From October to May, the first sensory experience that greets one upon stepping outside into the world is the rich and spicy scent of piñon smoke. It’s a smell that I’ve always associated with autumn and winter, with harvest holidays and solstice ones, too. And its use is so ubiquitous that on most mornings during the colder months, no matter how cloudless the sky, an inversion layer of smoke blankets the town, sitting as does squarely in the valley slightly below us.

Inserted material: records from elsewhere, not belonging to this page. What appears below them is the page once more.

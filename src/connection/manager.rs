//! Connection manager for a single receiver

use std::sync::{Arc, PoisonError, RwLock as StdRwLock};
use std::time::Instant;

use futures::{SinkExt, StreamExt};
use tokio::net::TcpStream;
use tokio::net::tcp::{OwnedReadHalf, OwnedWriteHalf};
use tokio::sync::{Mutex, RwLock, broadcast, watch};
use tokio::task::JoinHandle;
use tokio_util::codec::{FramedRead, FramedWrite};

use super::backoff::Backoff;
use super::state::{ConnectionEvent, ConnectionState, ConnectionStats, DisconnectReason};
use crate::error::{OnkyoError, Result};
use crate::protocol::{Command, EiscpCodec, EiscpCodecError, EiscpPacket, StatusMessage};
use crate::types::{ConnectionConfig, ReceiverEndpoint};

type ReceiveCallback = Arc<dyn Fn(&StatusMessage) + Send + Sync>;

/// Desired run state, written by the API and observed by the supervisor
#[derive(Debug, Clone, Copy, PartialEq, Eq)]
enum Control {
    Run,
    Halt,
    Shutdown,
}

/// Keeps one TCP connection to a receiver alive
///
/// A supervisor task owns the read half: it decodes inbound messages,
/// invokes the registered callbacks in arrival order and reconnects with
/// exponential backoff when the connection drops. Sends from any number of
/// tasks are serialized on the write half.
pub struct ConnectionManager {
    inner: Arc<Inner>,
}

struct Inner {
    endpoint: ReceiverEndpoint,
    config: ConnectionConfig,
    state: RwLock<ConnectionState>,
    writer: Mutex<Option<FramedWrite<OwnedWriteHalf, EiscpCodec>>>,
    callbacks: StdRwLock<Vec<ReceiveCallback>>,
    stats: RwLock<ConnectionStats>,
    event_tx: broadcast::Sender<ConnectionEvent>,
    control: watch::Sender<Control>,
    supervisor: Mutex<Option<JoinHandle<()>>>,
}

impl ConnectionManager {
    /// Create a manager; nothing is dialed until `connect` or `start`
    #[must_use]
    pub fn new(endpoint: ReceiverEndpoint, config: ConnectionConfig) -> Self {
        let (event_tx, _) = broadcast::channel(config.event_capacity.max(1));
        let (control, _) = watch::channel(Control::Run);

        Self {
            inner: Arc::new(Inner {
                endpoint,
                config,
                state: RwLock::new(ConnectionState::Disconnected),
                writer: Mutex::new(None),
                callbacks: StdRwLock::new(Vec::new()),
                stats: RwLock::new(ConnectionStats::default()),
                event_tx,
                control,
                supervisor: Mutex::new(None),
            }),
        }
    }

    /// The receiver this manager talks to
    #[must_use]
    pub fn endpoint(&self) -> &ReceiverEndpoint {
        &self.inner.endpoint
    }

    /// Get current connection state
    pub async fn state(&self) -> ConnectionState {
        *self.inner.state.read().await
    }

    /// Get connection statistics
    pub async fn stats(&self) -> ConnectionStats {
        self.inner.stats.read().await.clone()
    }

    /// Subscribe to connection events
    #[must_use]
    pub fn subscribe(&self) -> broadcast::Receiver<ConnectionEvent> {
        self.inner.event_tx.subscribe()
    }

    /// Register a callback for every decoded status message
    ///
    /// Callbacks run on the supervisor task in arrival order and must not
    /// block.
    pub fn on_receive<F>(&self, callback: F)
    where
        F: Fn(&StatusMessage) + Send + Sync + 'static,
    {
        self.inner
            .callbacks
            .write()
            .unwrap_or_else(PoisonError::into_inner)
            .push(Arc::new(callback));
    }

    /// Connect once, then keep the connection alive in the background
    ///
    /// If the supervisor is already running this returns `Ok` when
    /// connected and `NotConnected` while it is still retrying.
    ///
    /// # Errors
    ///
    /// Returns `ConnectionFailed` or `ConnectionTimeout` if the attempt fails,
    /// `Shutdown` after `shutdown`.
    pub async fn connect(&self) -> Result<()> {
        self.ensure_open()?;

        let mut supervisor = self.inner.supervisor.lock().await;
        if supervisor.as_ref().is_some_and(|h| !h.is_finished()) {
            return if self.state().await.is_connected() {
                Ok(())
            } else {
                Err(self.inner.not_connected())
            };
        }

        match self.inner.dial().await {
            Ok(reader) => {
                *supervisor = Some(tokio::spawn(Arc::clone(&self.inner).supervise(Some(reader))));
                Ok(())
            }
            Err(e) => {
                self.inner.set_state(ConnectionState::Disconnected).await;
                Err(e)
            }
        }
    }

    /// Start the supervisor without waiting for the first connection
    ///
    /// Failed attempts, including the first, are retried on the backoff
    /// schedule.
    ///
    /// # Errors
    ///
    /// Returns `Shutdown` after `shutdown`.
    pub async fn start(&self) -> Result<()> {
        self.ensure_open()?;

        let mut supervisor = self.inner.supervisor.lock().await;
        if supervisor.as_ref().is_none_or(JoinHandle::is_finished) {
            *supervisor = Some(tokio::spawn(Arc::clone(&self.inner).supervise(None)));
        }
        Ok(())
    }

    /// Send a command
    ///
    /// # Errors
    ///
    /// Returns `NotConnected` without a live connection, `Shutdown` after
    /// `shutdown`, or `NetworkError` if the write fails.
    pub async fn send(&self, command: &Command) -> Result<()> {
        self.send_packet(command.to_packet()).await?;
        tracing::debug!(endpoint = %self.inner.endpoint, %command, "sent");
        Ok(())
    }

    /// Send a pre-built packet
    ///
    /// # Errors
    ///
    /// Same as [`send`](Self::send).
    pub async fn send_packet(&self, packet: EiscpPacket) -> Result<()> {
        self.ensure_open()?;
        let len = packet.wire_len();

        {
            let mut writer = self.inner.writer.lock().await;
            let Some(sink) = writer.as_mut() else {
                return Err(self.inner.not_connected());
            };
            if let Err(e) = sink.send(packet).await {
                tracing::warn!(endpoint = %self.inner.endpoint, "write failed: {}", e);
                *writer = None;
                return Err(e.into());
            }
        }

        self.inner.stats.write().await.record_sent(len);
        Ok(())
    }

    /// Close the connection and stop reconnecting until `resume`
    pub async fn halt(&self) {
        let changed = self.inner.control.send_if_modified(|c| {
            if *c == Control::Run {
                *c = Control::Halt;
                true
            } else {
                false
            }
        });
        if changed {
            tracing::info!(endpoint = %self.inner.endpoint, "halting connection");
            self.inner.close_writer().await;
        }
    }

    /// Reconnect after `halt`
    pub fn resume(&self) {
        let changed = self.inner.control.send_if_modified(|c| {
            if *c == Control::Halt {
                *c = Control::Run;
                true
            } else {
                false
            }
        });
        if changed {
            tracing::info!(endpoint = %self.inner.endpoint, "resuming connection");
        }
    }

    /// Close the connection and stop reconnecting for good
    ///
    /// Commands still queued on the socket may be lost.
    pub async fn shutdown(&self) {
        if self.inner.control.send_replace(Control::Shutdown) == Control::Shutdown {
            return;
        }
        tracing::info!(endpoint = %self.inner.endpoint, "shutting down connection");

        self.inner.close_writer().await;
        let handle = self.inner.supervisor.lock().await.take();
        if let Some(handle) = handle {
            let _ = handle.await;
        }
        self.inner.set_state(ConnectionState::Closed).await;
    }

    /// Check if `shutdown` has been called
    #[must_use]
    pub fn is_shut_down(&self) -> bool {
        *self.inner.control.borrow() == Control::Shutdown
    }

    fn ensure_open(&self) -> Result<()> {
        if self.is_shut_down() {
            return Err(OnkyoError::Shutdown);
        }
        Ok(())
    }
}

The piñon serves another purpose, too: In the spring, the magpies build their large, complex nests deep within its dense system of branches. At this time of year, when their children have all grown to adulthood, they have no more need for such spaces. But as the other trees grow bare, and even the evergreens thin a bit, allowing more light and cold to filter through, the smaller birds are in need of shelter. Every year, the magpies build at least one nest in the center of the piñon tree outside the window — and every year, when the cold comes, the little birds take up occupancy in its vacant walls. It serves as a joint home for juncos, finches, sparrows, occasionally chickadees — the small spirits who need its extra protection through the month of deep cold.
Most of our world here is gold, amber, rusty brown. Before long, even the brown will begin to give way to a veil of gray and then white. What green remains will be of the evergreen variety, and it will be a reminder that, cold and snow notwithstanding, our world still provides for our survival.